(Stored items)
##############################
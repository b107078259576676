//! Entity service: entity CRUD and command issuance.
//!
//! Command issuance is two independent steps, with no transaction spanning
//! them:
//!
//! ```text
//! 1. datastore: add Command { status: pending }     (committed)
//! 2. broker:    publish entities/{id}/update         (may fail)
//! ```
//!
//! When step 2 fails the pending command stays stored and nothing retries the
//! publish. Callers see [`ServiceError::Unpublished`], which reports as an
//! internal error but carries the ID of the stranded command.

use crate::broker::{Broker, Message};
use crate::datastore::{Command, DataStore, DataStoreError, Entity};
use chrono::Utc;
use serde_json::{Map, Value};
use std::fmt;
use std::sync::Arc;
use tracing::{error, info, warn};

mod command_id;

#[cfg(test)]
mod tests;

pub use command_id::generate_command_id;

/// Service-level errors. Storage errors other than not-found and duplicate
/// collapse into `Internal`.
#[derive(Debug, Clone, PartialEq)]
pub enum ServiceError {
    EntityNotFound,
    EntityAlreadyExists,
    Internal,
    /// The command was stored as pending but its notification was not published.
    Unpublished { command_id: String },
}

impl ServiceError {
    pub fn is_internal(&self) -> bool {
        matches!(self, ServiceError::Internal | ServiceError::Unpublished { .. })
    }
}

impl fmt::Display for ServiceError {
    fn fmt(&self, f: &mut fmt::Formatter<'_>) -> fmt::Result {
        match self {
            ServiceError::EntityNotFound => write!(f, "entity not found"),
            ServiceError::EntityAlreadyExists => write!(f, "entity already exists"),
            ServiceError::Internal | ServiceError::Unpublished { .. } => {
                write!(f, "internal error")
            }
        }
    }
}

impl std::error::Error for ServiceError {}

/// Logs the storage error and maps it to a service error.
fn map_storage_error(operation: &str, e: DataStoreError) -> ServiceError {
    match e {
        DataStoreError::RecordNotFound => ServiceError::EntityNotFound,
        DataStoreError::DuplicateRecord => ServiceError::EntityAlreadyExists,
        other => {
            error!(operation, error = %other, "Datastore operation failed");
            ServiceError::Internal
        }
    }
}

/// Orchestrates the datastore and broker. Built once at startup and shared.
pub struct EntityService {
    datastore: Arc<dyn DataStore>,
    broker: Arc<dyn Broker>,
}

impl EntityService {
    pub fn new(datastore: Arc<dyn DataStore>, broker: Arc<dyn Broker>) -> Self {
        Self { datastore, broker }
    }

    pub fn get_entity_by_id(&self, id: &str) -> Result<Entity, ServiceError> {
        self.datastore
            .get_entity_by_id(id)
            .map_err(|e| map_storage_error("get_entity_by_id", e))
    }

    pub fn list_entities(&self) -> Result<Vec<Entity>, ServiceError> {
        self.datastore.list_entities().map_err(|e| {
            error!(error = %e, "Failed to list entities");
            ServiceError::Internal
        })
    }

    pub fn add_entity(&self, entity: &Entity) -> Result<(), ServiceError> {
        self.datastore
            .add_entity(entity)
            .map_err(|e| map_storage_error("add_entity", e))?;

        info!(entity_id = %entity.id, name = %entity.name, "Entity added");
        Ok(())
    }

    pub fn delete_entity(&self, id: &str) -> Result<(), ServiceError> {
        self.datastore
            .delete_entity(id)
            .map_err(|e| map_storage_error("delete_entity", e))?;

        info!(entity_id = %id, "Entity deleted");
        Ok(())
    }

    /// Issues a command against an existing entity and returns its ID.
    ///
    /// The pending command is committed before the notification is
    /// published; see the module docs for the failure window.
    pub async fn process_command(
        &self,
        entity_id: &str,
        desired_state: Map<String, Value>,
    ) -> Result<String, ServiceError> {
        self.get_entity_by_id(entity_id)?;

        let payload = serde_json::to_vec(&desired_state).map_err(|e| {
            error!(entity_id = %entity_id, error = %e, "Failed to encode desired state");
            ServiceError::Internal
        })?;

        let command_id = generate_command_id();
        let command = Command::pending(&command_id, entity_id, desired_state, Utc::now());

        self.datastore.add_command(&command).map_err(|e| {
            error!(
                command_id = %command_id,
                entity_id = %entity_id,
                error = %e,
                "Failed to store command"
            );
            ServiceError::Internal
        })?;

        let topic = self.broker.format(&format!("entities/{}/update", entity_id));

        if let Err(e) = self
            .broker
            .publisher()
            .publish(&topic, Message::new(command_id.clone(), payload))
            .await
        {
            warn!(
                command_id = %command_id,
                entity_id = %entity_id,
                topic = %topic,
                error = %e,
                "Command stored as pending but notification was not published"
            );
            return Err(ServiceError::Unpublished { command_id });
        }

        info!(
            command_id = %command_id,
            entity_id = %entity_id,
            topic = %topic,
            "Command issued"
        );
        Ok(command_id)
    }
}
##############################
[DIRECTIONS]
The whole set of records needs to be written out exactly.

[REPLY]
repository b107078259576676
//! Entity service: entity CRUD and command issuance.
//!
//! Command issuance is two independent steps, with no transaction spanning
//! them:
//!
//! ```text
//! 1. datastore: add Command { status: pending }     (committed)
//! 2. broker:    publish entities/{id}/update         (may fail)
//! ```
//!
//! When step 2 fails the pending command stays stored and nothing retries the
//! publish. Callers see [`ServiceError::Unpublished`], which reports as an
//! internal error but carries the ID of the stranded command.

use crate::broker::{Broker, Message};
use crate::datastore::{Command, DataStore, DataStoreError, Entity};
use chrono::Utc;
use serde_json::{Map, Value};
use std::fmt;
use std::sync::Arc;
use tracing::{error, info, warn};

mod command_id;

#[cfg(test)]
mod tests;

pub use command_id::generate_command_id;

/// Service-level errors. Storage errors other than not-found and duplicate
/// collapse into `Internal`.
#[derive(Debug, Clone, PartialEq)]
pub enum ServiceError {
    EntityNotFound,
    EntityAlreadyExists,
    Internal,
    /// The command was stored as pending but its notification was not published.
    Unpublished { command_id: String },
}

impl ServiceError {
    pub fn is_internal(&self) -> bool {
        matches!(self, ServiceError::Internal | ServiceError::Unpublished { .. })
    }
}

impl fmt::Display for ServiceError {
    fn fmt(&self, f: &mut fmt::Formatter<'_>) -> fmt::Result {
        match self {
            ServiceError::EntityNotFound => write!(f, "entity not found"),
            ServiceError::EntityAlreadyExists => write!(f, "entity already exists"),
            ServiceError::Internal | ServiceError::Unpublished { .. } => {
                write!(f, "internal error")
            }
        }
    }
}

impl std::error::Error for ServiceError {}

/// Logs the storage error and maps it to a service error.
fn map_storage_error(operation: &str, e: DataStoreError) -> ServiceError {
    match e {
        DataStoreError::RecordNotFound => ServiceError::EntityNotFound,
        DataStoreError::DuplicateRecord => ServiceError::EntityAlreadyExists,
        other => {
            error!(operation, error = %other, "Datastore operation failed");
            ServiceError::Internal
        }
    }
}

/// Orchestrates the datastore and broker. Built once at startup and shared.
pub struct EntityService {
    datastore: Arc<dyn DataStore>,
    broker: Arc<dyn Broker>,
}

impl EntityService {
    pub fn new(datastore: Arc<dyn DataStore>, broker: Arc<dyn Broker>) -> Self {
        Self { datastore, broker }
    }

    pub fn get_entity_by_id(&self, id: &str) -> Result<Entity, ServiceError> {
        self.datastore
            .get_entity_by_id(id)
            .map_err(|e| map_storage_error("get_entity_by_id", e))
    }

    pub fn list_entities(&self) -> Result<Vec<Entity>, ServiceError> {
        self.datastore.list_entities().map_err(|e| {
            error!(error = %e, "Failed to list entities");
            ServiceError::Internal
        })
    }

    pub fn add_entity(&self, entity: &Entity) -> Result<(), ServiceError> {
        self.datastore
            .add_entity(entity)
            .map_err(|e| map_storage_error("add_entity", e))?;

        info!(entity_id = %entity.id, name = %entity.name, "Entity added");
        Ok(())
    }

    pub fn delete_entity(&self, id: &str) -> Result<(), ServiceError> {
        self.datastore
            .delete_entity(id)
            .map_err(|e| map_storage_error("delete_entity", e))?;

        info!(entity_id = %id, "Entity deleted");
        Ok(())
    }

    /// Issues a command against an existing entity and returns its ID.
    ///
    /// The pending command is committed before the notification is
    /// published; see the module docs for the failure window.
    pub async fn process_command(
        &self,
        entity_id: &str,
        desired_state: Map<String, Value>,
    ) -> Result<String, ServiceError> {
        self.get_entity_by_id(entity_id)?;

        let payload = serde_json::to_vec(&desired_state).map_err(|e| {
            error!(entity_id = %entity_id, error = %e, "Failed to encode desired state");
            ServiceError::Internal
        })?;

        let command_id = generate_command_id();
        let command = Command::pending(&command_id, entity_id, desired_state, Utc::now());

        self.datastore.add_command(&command).map_err(|e| {
            error!(
                command_id = %command_id,
                entity_id = %entity_id,
                error = %e,
                "Failed to store command"
            );
            ServiceError::Internal
        })?;

        let topic = self.broker.format(&format!("entities/{}/update", entity_id));

        if let Err(e) = self
            .broker
            .publisher()
            .publish(&topic, Message::new(command_id.clone(), payload))
            .await
        {
            warn!(
                command_id = %command_id,
                entity_id = %entity_id,
                topic = %topic,
                error = %e,
                "Command stored as pending but notification was not published"
            );
            return Err(ServiceError::Unpublished { command_id });
        }

        info!(
            command_id = %command_id,
            entity_id = %entity_id,
            topic = %topic,
            "Command issued"
        );
        Ok(command_id)
    }
}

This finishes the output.